* [Work item]
The whole listing should be given back without any alteration.

===

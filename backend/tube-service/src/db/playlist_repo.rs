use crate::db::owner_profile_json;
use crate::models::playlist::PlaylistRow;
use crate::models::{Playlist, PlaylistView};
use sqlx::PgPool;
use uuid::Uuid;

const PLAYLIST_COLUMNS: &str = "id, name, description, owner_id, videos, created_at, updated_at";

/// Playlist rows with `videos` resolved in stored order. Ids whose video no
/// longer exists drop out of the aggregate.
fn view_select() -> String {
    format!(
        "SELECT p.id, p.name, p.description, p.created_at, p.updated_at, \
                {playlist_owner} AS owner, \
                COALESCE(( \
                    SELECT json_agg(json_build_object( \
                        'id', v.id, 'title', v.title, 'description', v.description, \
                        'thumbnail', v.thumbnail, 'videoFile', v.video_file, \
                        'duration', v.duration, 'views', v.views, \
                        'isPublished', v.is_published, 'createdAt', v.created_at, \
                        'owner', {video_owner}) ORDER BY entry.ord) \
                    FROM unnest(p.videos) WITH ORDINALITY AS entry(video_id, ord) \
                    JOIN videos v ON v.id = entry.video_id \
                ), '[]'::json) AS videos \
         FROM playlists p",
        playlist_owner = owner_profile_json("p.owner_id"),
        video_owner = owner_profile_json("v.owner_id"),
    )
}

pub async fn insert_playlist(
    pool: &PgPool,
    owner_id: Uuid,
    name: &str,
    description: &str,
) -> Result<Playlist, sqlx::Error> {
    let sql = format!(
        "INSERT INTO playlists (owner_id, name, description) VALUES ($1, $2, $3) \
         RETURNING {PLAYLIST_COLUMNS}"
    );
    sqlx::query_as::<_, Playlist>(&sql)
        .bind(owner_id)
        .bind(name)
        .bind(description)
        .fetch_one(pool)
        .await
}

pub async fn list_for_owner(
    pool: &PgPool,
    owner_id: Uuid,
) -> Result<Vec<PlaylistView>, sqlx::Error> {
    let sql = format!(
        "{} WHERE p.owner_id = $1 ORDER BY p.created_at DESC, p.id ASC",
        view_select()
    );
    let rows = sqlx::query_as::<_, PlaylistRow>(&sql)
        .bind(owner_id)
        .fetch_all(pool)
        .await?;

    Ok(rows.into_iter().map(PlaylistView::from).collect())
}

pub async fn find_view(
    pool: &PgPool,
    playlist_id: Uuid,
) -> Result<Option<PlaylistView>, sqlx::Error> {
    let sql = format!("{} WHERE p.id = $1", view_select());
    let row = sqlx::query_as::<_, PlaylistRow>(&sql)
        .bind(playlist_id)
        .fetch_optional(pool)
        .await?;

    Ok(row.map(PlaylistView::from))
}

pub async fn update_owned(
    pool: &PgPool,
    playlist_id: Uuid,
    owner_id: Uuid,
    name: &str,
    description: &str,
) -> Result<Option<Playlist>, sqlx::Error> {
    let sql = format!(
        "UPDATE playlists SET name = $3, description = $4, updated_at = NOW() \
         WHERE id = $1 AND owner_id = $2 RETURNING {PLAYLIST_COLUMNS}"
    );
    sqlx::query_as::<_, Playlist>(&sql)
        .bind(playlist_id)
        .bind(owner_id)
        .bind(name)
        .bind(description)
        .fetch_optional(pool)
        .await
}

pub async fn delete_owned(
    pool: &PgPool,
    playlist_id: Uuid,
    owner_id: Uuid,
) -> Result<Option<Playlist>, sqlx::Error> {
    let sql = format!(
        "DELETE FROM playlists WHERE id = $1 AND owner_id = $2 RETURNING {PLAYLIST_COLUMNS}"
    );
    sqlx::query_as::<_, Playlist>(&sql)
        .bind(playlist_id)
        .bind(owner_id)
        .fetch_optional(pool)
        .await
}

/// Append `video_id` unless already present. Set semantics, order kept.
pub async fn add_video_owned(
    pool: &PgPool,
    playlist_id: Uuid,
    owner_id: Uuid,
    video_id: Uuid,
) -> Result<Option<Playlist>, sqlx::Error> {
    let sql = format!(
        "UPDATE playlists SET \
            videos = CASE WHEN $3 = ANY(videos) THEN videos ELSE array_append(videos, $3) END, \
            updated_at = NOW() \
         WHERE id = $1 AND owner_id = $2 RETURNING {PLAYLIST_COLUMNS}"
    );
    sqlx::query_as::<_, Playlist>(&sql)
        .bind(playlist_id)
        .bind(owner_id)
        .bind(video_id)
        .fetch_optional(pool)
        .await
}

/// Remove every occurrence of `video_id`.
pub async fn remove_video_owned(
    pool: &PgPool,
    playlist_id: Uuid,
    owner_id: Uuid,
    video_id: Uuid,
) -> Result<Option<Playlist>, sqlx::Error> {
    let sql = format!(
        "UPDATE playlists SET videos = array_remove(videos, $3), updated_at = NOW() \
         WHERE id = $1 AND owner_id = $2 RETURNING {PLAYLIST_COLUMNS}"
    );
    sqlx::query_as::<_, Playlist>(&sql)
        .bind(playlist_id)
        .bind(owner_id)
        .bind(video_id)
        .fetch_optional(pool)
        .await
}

===

* [Exercise response]
filename backend/tube-service/src/db/playlist_repo.rs
use crate::db::owner_profile_json;
use crate::models::playlist::PlaylistRow;
use crate::models::{Playlist, PlaylistView};
use sqlx::PgPool;
use uuid::Uuid;

const PLAYLIST_COLUMNS: &str = "id, name, description, owner_id, videos, created_at, updated_at";

/// Playlist rows with `videos` resolved in stored order. Ids whose video no
/// longer exists drop out of the aggregate.
fn view_select() -> String {
    format!(
        "SELECT p.id, p.name, p.description, p.created_at, p.updated_at, \
                {playlist_owner} AS owner, \
                COALESCE(( \
                    SELECT json_agg(json_build_object( \
                        'id', v.id, 'title', v.title, 'description', v.description, \
                        'thumbnail', v.thumbnail, 'videoFile', v.video_file, \
                        'duration', v.duration, 'views', v.views, \
                        'isPublished', v.is_published, 'createdAt', v.created_at, \
                        'owner', {video_owner}) ORDER BY entry.ord) \
                    FROM unnest(p.videos) WITH ORDINALITY AS entry(video_id, ord) \
                    JOIN videos v ON v.id = entry.video_id \
                ), '[]'::json) AS videos \
         FROM playlists p",
        playlist_owner = owner_profile_json("p.owner_id"),
        video_owner = owner_profile_json("v.owner_id"),
    )
}

pub async fn insert_playlist(
    pool: &PgPool,
    owner_id: Uuid,
    name: &str,
    description: &str,
) -> Result<Playlist, sqlx::Error> {
    let sql = format!(
        "INSERT INTO playlists (owner_id, name, description) VALUES ($1, $2, $3) \
         RETURNING {PLAYLIST_COLUMNS}"
    );
    sqlx::query_as::<_, Playlist>(&sql)
        .bind(owner_id)
        .bind(name)
        .bind(description)
        .fetch_one(pool)
        .await
}

pub async fn list_for_owner(
    pool: &PgPool,
    owner_id: Uuid,
) -> Result<Vec<PlaylistView>, sqlx::Error> {
    let sql = format!(
        "{} WHERE p.owner_id = $1 ORDER BY p.created_at DESC, p.id ASC",
        view_select()
    );
    let rows = sqlx::query_as::<_, PlaylistRow>(&sql)
        .bind(owner_id)
        .fetch_all(pool)
        .await?;

    Ok(rows.into_iter().map(PlaylistView::from).collect())
}

pub async fn find_view(
    pool: &PgPool,
    playlist_id: Uuid,
) -> Result<Option<PlaylistView>, sqlx::Error> {
    let sql = format!("{} WHERE p.id = $1", view_select());
    let row = sqlx::query_as::<_, PlaylistRow>(&sql)
        .bind(playlist_id)
        .fetch_optional(pool)
        .await?;

    Ok(row.map(PlaylistView::from))
}

pub async fn update_owned(
    pool: &PgPool,
    playlist_id: Uuid,
    owner_id: Uuid,
    name: &str,
    description: &str,
) -> Result<Option<Playlist>, sqlx::Error> {
    let sql = format!(
        "UPDATE playlists SET name = $3, description = $4, updated_at = NOW() \
         WHERE id = $1 AND owner_id = $2 RETURNING {PLAYLIST_COLUMNS}"
    );
    sqlx::query_as::<_, Playlist>(&sql)
        .bind(playlist_id)
        .bind(owner_id)
        .bind(name)
        .bind(description)
        .fetch_optional(pool)
        .await
}

pub async fn delete_owned(
    pool: &PgPool,
    playlist_id: Uuid,
    owner_id: Uuid,
) -> Result<Option<Playlist>, sqlx::Error> {
    let sql = format!(
        "DELETE FROM playlists WHERE id = $1 AND owner_id = $2 RETURNING {PLAYLIST_COLUMNS}"
    );
    sqlx::query_as::<_, Playlist>(&sql)
        .bind(playlist_id)
        .bind(owner_id)
        .fetch_optional(pool)
        .await
}

/// Append `video_id` unless already present. Set semantics, order kept.
pub async fn add_video_owned(
    pool: &PgPool,
    playlist_id: Uuid,
    owner_id: Uuid,
    video_id: Uuid,
) -> Result<Option<Playlist>, sqlx::Error> {
    let sql = format!(
        "UPDATE playlists SET \
            videos = CASE WHEN $3 = ANY(videos) THEN videos ELSE array_append(videos, $3) END, \
            updated_at = NOW() \
         WHERE id = $1 AND owner_id = $2 RETURNING {PLAYLIST_COLUMNS}"
    );
    sqlx::query_as::<_, Playlist>(&sql)
        .bind(playlist_id)
        .bind(owner_id)
        .bind(video_id)
        .fetch_optional(pool)
        .await
}

/// Remove every occurrence of `video_id`.
pub async fn remove_video_owned(
    pool: &PgPool,
    playlist_id: Uuid,
    owner_id: Uuid,
    video_id: Uuid,
) -> Result<Option<Playlist>, sqlx::Error> {
    let sql = format!(
        "UPDATE playlists SET videos = array_remove(videos, $3), updated_at = NOW() \
         WHERE id = $1 AND owner_id = $2 RETURNING {PLAYLIST_COLUMNS}"
    );
    sqlx::query_as::<_, Playlist>(&sql)
        .bind(playlist_id)
        .bind(owner_id)
        .bind(video_id)
        .fetch_optional(pool)
        .await
}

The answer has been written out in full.